Assemblywoman Gina Sillitti Speaks Out On Reproductive Rights

By Hannah Devlin

On June 24, the Supreme Court officially announced that Roe v. Wade has been overturned. The decision of Roe v. Wade is one that allowed women the right to terminate their pregnancies by abortion on the fundamental value of the “right to privacy,” as indicated by the Fourteenth Amendment.
With the Supreme Court’s decision to overturn Roe v. Wade, abortion laws are now a state decision, and we have already seen attacks on reproductive rights and abortion clinics. With the recent court ruling, pregnancy loss–even natural miscarriages and stillbirths–are being investigated to see if there were deliberate attempts to interfere and terminate the pregnancy.
With these attacks on women’s reproductive healthcare, the Port Washington News reached out and spoke with Assemblywoman Gina Sillitti. After a career in public service in Nassau County, Sillitti is a first-time elected official and represents the 16th Assembly District, one which includes Port Washington and its neighboring towns.

Gina Sillitti Official Photo 002
Assemblywoman Gina L. Sillitti (Contributed photo)

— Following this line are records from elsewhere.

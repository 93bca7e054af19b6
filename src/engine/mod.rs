//! Core metrics engine
//!
//! A pure function graph from [`InputState`] and an [`Instrument`] to a full
//! [`DerivedMetrics`] snapshot:
//! - Exit resolution (plain ticks or weighted multi-target exits)
//! - Win/loss amounts and commission-adjusted expectancy
//! - Breakeven-stop overlay
//! - Daily P&L and projections across accounts
//! - Risk of ruin, losing streaks and position sizing
//!
//! Nothing here caches or mutates; call [`compute_metrics`] again after any
//! edit to the state.

pub mod breakeven;
pub mod risk;
pub mod targets;

use serde::Serialize;

use crate::contracts::Instrument;
use crate::state::InputState;

pub use breakeven::BreakevenRates;
pub use risk::RuinInputs;
pub use targets::ExitResolution;

/// Trading days in a week, for the weekly projection
const DAYS_PER_WEEK: f64 = 5.0;

/// Time horizon that may never be reached.
///
/// Serializes as a number of days, or `null` for `Never`.
#[derive(Debug, Clone, Copy, PartialEq, Serialize)]
#[serde(untagged)]
pub enum Horizon {
    Days(f64),
    Never,
}

impl Horizon {
    /// `days` when positive-gain arithmetic applies, `Never` otherwise
    fn from_gain(amount: f64, daily_gain: f64) -> Self {
        if daily_gain > 0.0 {
            Self::Days(amount / daily_gain)
        } else {
            Self::Never
        }
    }

    /// Day count, with `Never` reported as 0
    pub fn days_or_zero(&self) -> f64 {
        match self {
            Self::Days(d) => *d,
            Self::Never => 0.0,
        }
    }

    pub fn is_never(&self) -> bool {
        matches!(self, Self::Never)
    }
}

/// Trade count that may have no upper bound.
///
/// Serializes as a number, or `null` for `Unbounded`.
#[derive(Debug, Clone, Copy, PartialEq, Eq, Serialize)]
#[serde(untagged)]
pub enum TradeCount {
    Finite(u32),
    Unbounded,
}

impl TradeCount {
    pub fn finite(&self) -> Option<u32> {
        match self {
            Self::Finite(n) => Some(*n),
            Self::Unbounded => None,
        }
    }
}

/// Every metric derived from one input state
#[derive(Debug, Clone, PartialEq, Serialize)]
#[serde(rename_all = "camelCase")]
pub struct DerivedMetrics {
    // Basic
    pub total_trades: u32,
    pub win_rate: f64,
    pub win_loss_percent: u32,

    // Exit resolution
    pub total_target_contracts: u32,
    pub avg_exit_points: f64,
    pub avg_exit_ticks: f64,
    pub effective_ticks: f64,
    #[serde(rename = "blendedRR")]
    pub blended_rr: f64,

    // Amounts
    pub avg_win_amount: f64,
    pub avg_loss_amount: f64,
    pub max_trade_gain: f64,
    pub max_trade_loss: f64,
    pub r_value: f64,

    // Expectancy
    pub expectancy: f64,
    pub expectancy_r: f64,
    pub expectancy_percent: f64,

    // Breakeven overlay
    pub breakeven_reach_rate: f64,
    pub breakeven_adjusted_win_rate: f64,
    pub breakeven_scratch_rate: f64,
    pub breakeven_adjusted_expectancy: f64,

    // Daily P&L
    pub gross_daily_gain: f64,
    pub total_commissions: f64,
    pub net_daily_gain: f64,
    pub gross_daily_gain_total: f64,
    pub net_daily_gain_total: f64,
    pub weekly_net_total: f64,
    pub monthly_net_total: f64,
    pub custom_period_net_total: f64,
    pub days_to_target: Horizon,
    pub days_to_target_all_accounts: Horizon,

    // Risk
    pub max_consecutive_losses: TradeCount,
    pub max_drawdown_from_losses: f64,
    pub trades_to_daily_limit: TradeCount,
    pub days_to_blow_account: Horizon,
    pub risk_of_ruin: f64,
    pub recommended_max_contracts: u32,
    pub is_oversized: bool,
}

/// Compute every derived metric for `state` traded on `instrument`.
///
/// Total: degenerate inputs (no trades, zero risk, non-finite numbers) yield
/// fallback values instead of NaN or infinity. Run
/// [`InputState::validate`] separately to tell the user what is wrong.
pub fn compute_metrics(state: &InputState, instrument: &Instrument) -> DerivedMetrics {
    let state = sanitize(state);

    let total_trades = state.total_trades();
    let win_rate = ratio(state.winning_trades as f64, total_trades as f64);
    let win_loss_percent = (win_rate * 100.0).round() as u32;

    let contracts = state.num_contracts;
    let accounts = state.num_accounts as f64;
    let commission = state.commission_per_round_trip * contracts as f64;

    let exit = targets::resolve_exit(&state, instrument);
    let blended_rr = ratio(exit.avg_exit_ticks, state.ticks_lost);

    let avg_win_amount = instrument.ticks_to_amount(exit.effective_ticks, contracts);
    let avg_loss_amount = instrument.ticks_to_amount(state.ticks_lost, contracts);
    let r_value = ratio(exit.effective_ticks, state.ticks_lost);

    let net_win = avg_win_amount - commission;
    let net_loss = avg_loss_amount + commission;
    let expectancy = win_rate * net_win - (1.0 - win_rate) * net_loss;
    let expectancy_r = ratio(expectancy, avg_loss_amount);

    let rates = breakeven::breakeven_rates(
        win_rate,
        &state.breakeven,
        instrument.ticks_per_point,
        exit.effective_ticks,
    );
    let breakeven_adjusted_expectancy = if state.breakeven.enabled {
        breakeven::adjusted_expectancy(&rates, net_win, net_loss, commission)
    } else {
        expectancy
    };

    let trades = total_trades as f64;
    let (gross_daily_gain, net_daily_gain) = if state.breakeven.enabled {
        let wins = rates.adjusted_win_rate * trades;
        let losses = rates.loss_rate() * trades;
        (
            avg_win_amount * wins - avg_loss_amount * losses,
            breakeven_adjusted_expectancy * trades,
        )
    } else {
        let gross = avg_win_amount * state.winning_trades as f64
            - avg_loss_amount * state.losing_trades as f64;
        (gross, gross - commission * trades)
    };

    let total_commissions = commission * trades * accounts;
    let gross_daily_gain_total = gross_daily_gain * accounts;
    let net_daily_gain_total = net_daily_gain * accounts;

    let max_consecutive_losses = risk::max_consecutive_losses(win_rate, total_trades);
    let recommended_max_contracts = risk::recommended_max_contracts(
        state.max_drawdown,
        state.ticks_lost,
        instrument.tick_value,
        state.commission_per_round_trip,
    );

    DerivedMetrics {
        total_trades,
        win_rate,
        win_loss_percent,

        total_target_contracts: state.targets.total_contracts(),
        avg_exit_points: exit.avg_exit_points,
        avg_exit_ticks: exit.avg_exit_ticks,
        effective_ticks: exit.effective_ticks,
        blended_rr,

        avg_win_amount,
        avg_loss_amount,
        max_trade_gain: avg_win_amount,
        max_trade_loss: avg_loss_amount,
        r_value,

        expectancy,
        expectancy_r,
        expectancy_percent: expectancy_r * 100.0,

        breakeven_reach_rate: rates.reach_rate,
        breakeven_adjusted_win_rate: rates.adjusted_win_rate,
        breakeven_scratch_rate: rates.scratch_rate,
        breakeven_adjusted_expectancy,

        gross_daily_gain,
        total_commissions,
        net_daily_gain,
        gross_daily_gain_total,
        net_daily_gain_total,
        weekly_net_total: net_daily_gain_total * DAYS_PER_WEEK,
        monthly_net_total: net_daily_gain_total * state.trading_days_per_month as f64,
        custom_period_net_total: net_daily_gain_total * state.custom_days as f64,
        days_to_target: Horizon::from_gain(state.profit_target, net_daily_gain),
        days_to_target_all_accounts: Horizon::from_gain(state.profit_target, net_daily_gain_total),

        max_consecutive_losses,
        max_drawdown_from_losses: risk::max_drawdown_from_losses(
            max_consecutive_losses,
            avg_loss_amount,
            state.num_accounts,
            state.daily_loss_limit,
        ),
        trades_to_daily_limit: risk::trades_to_daily_limit(
            state.daily_loss_limit,
            avg_loss_amount,
            commission,
        ),
        days_to_blow_account: risk::days_to_blow_account(state.max_drawdown, net_daily_gain_total),
        risk_of_ruin: risk::risk_of_ruin(&RuinInputs {
            win_rate,
            r_value,
            expectancy,
            max_trade_loss: avg_loss_amount,
            num_accounts: state.num_accounts,
            max_drawdown: state.max_drawdown,
        }),
        recommended_max_contracts,
        is_oversized: contracts > recommended_max_contracts,
    }
}

/// `numerator / denominator`, or 0 when the denominator is not positive
fn ratio(numerator: f64, denominator: f64) -> f64 {
    if denominator > 0.0 {
        numerator / denominator
    } else {
        0.0
    }
}

/// Copy of `state` with non-finite numbers zeroed and the breakeven win rate
/// clamped, so no NaN can enter the graph.
fn sanitize(state: &InputState) -> InputState {
    let mut clean = state.clone();

    for value in [
        &mut clean.ticks_gained,
        &mut clean.ticks_lost,
        &mut clean.commission_per_round_trip,
        &mut clean.profit_target,
        &mut clean.daily_loss_limit,
        &mut clean.max_drawdown,
        &mut clean.breakeven.trigger_points,
        &mut clean.breakeven.win_rate,
    ] {
        if !value.is_finite() {
            *value = 0.0;
        }
    }
    for leg in clean.targets.legs.iter_mut() {
        if !leg.points.is_finite() {
            leg.points = 0.0;
        }
    }
    clean.breakeven.win_rate = clean.breakeven.win_rate.clamp(0.0, 1.0);

    clean
}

In her press release statement, Sillitti said that: “There has been a slow and steady assault on women’s rights for decades… the courts have said women don’t get to decide what happens with our own bodies…We don’t get to decide whether to have a heartbreaking miscarriage naturally or allow a doctor to intervene sparing excruciating pain. We are instead leaving it in the hands of state legislatures that look to control women.”
In a private interview with Sillitti, she expanded on this idea: “I really believe that what this boils down to is to control women. [You hear] all the different stories and all the different reasons that women choose to end their pregnancies, or if a pregnancy has ended and they want to have a procedure to stop the pain or [if there is a threat] to the woman.”
In America, both abortion and miscarriage occur over a million times per year and, clinically, the two processes are often extremely similar. The lines between the two are further blurred in light of this decision and recent legislation.
For example, one Texas law passed recently lists and bars the use of several abortion-inducing medications and drugs. Included on this list are misoprostol and mifepristone, the only drugs recommended for treating early pregnancy loss. With threats on access to these drugs and medications, there is not only an attack on abortion but there is a direct interference on the ability to heal after natural processes, like a miscarriage.
What the Supreme Court has decided will not only ban abortion in certain areas but it will ban a woman’s right to choose what happens to her body and her life.
“[The Supreme Court] just [doesn’t] understand what women have to go through and the choices that they have to make,” Sillitti continued.
In a 5-4 decision to overturn Roe v. Wade, four of the five justices in favor of overturning the case were men. However, there are numerous reasons that women may choose to have an abortion that men are incapable of understanding. Whether there is a case of rape, incest, financial struggle, emotional or physical danger involved, these are all factors that men cannot relate to in regard to abortion.
The decision to carry out or terminate a pregnancy is not one that men will ever have to make.
Sillitti continued to explain what New York state aims to do in support of women. In her press release, Sillitti said that “[She is] proud to represent a state that protects a woman’s right to decide what happens to her own body and one that values women. A state that also empowers reproductive healthcare providers and safeguards them from retaliation.”
At this point, the state asks itself two questions, Sillitti explains: “‘What can New York do?’ and ‘what can [it] do better?’”
In order to take action, Sillitti has co-sponsored five different pieces of legislation that were passed in order to defend reproductive rights. This legislation aimed to help in a variety of different ways. In order to empower healthcare providers, these bills aim to protect workers from misconduct charges, prohibit extradition, allow volunteers and providers to apply to the state’s Address Confidentiality Program and prevent unlawful interference of legal abortions.
In her press release, Sillitti makes it clear that she is not only dedicated to women in her district and her state, but that she is dedicated to ensuring the rights of women throughout the nation: “Make no mistake about it, women will travel to New York for healthcare, and we will protect them.”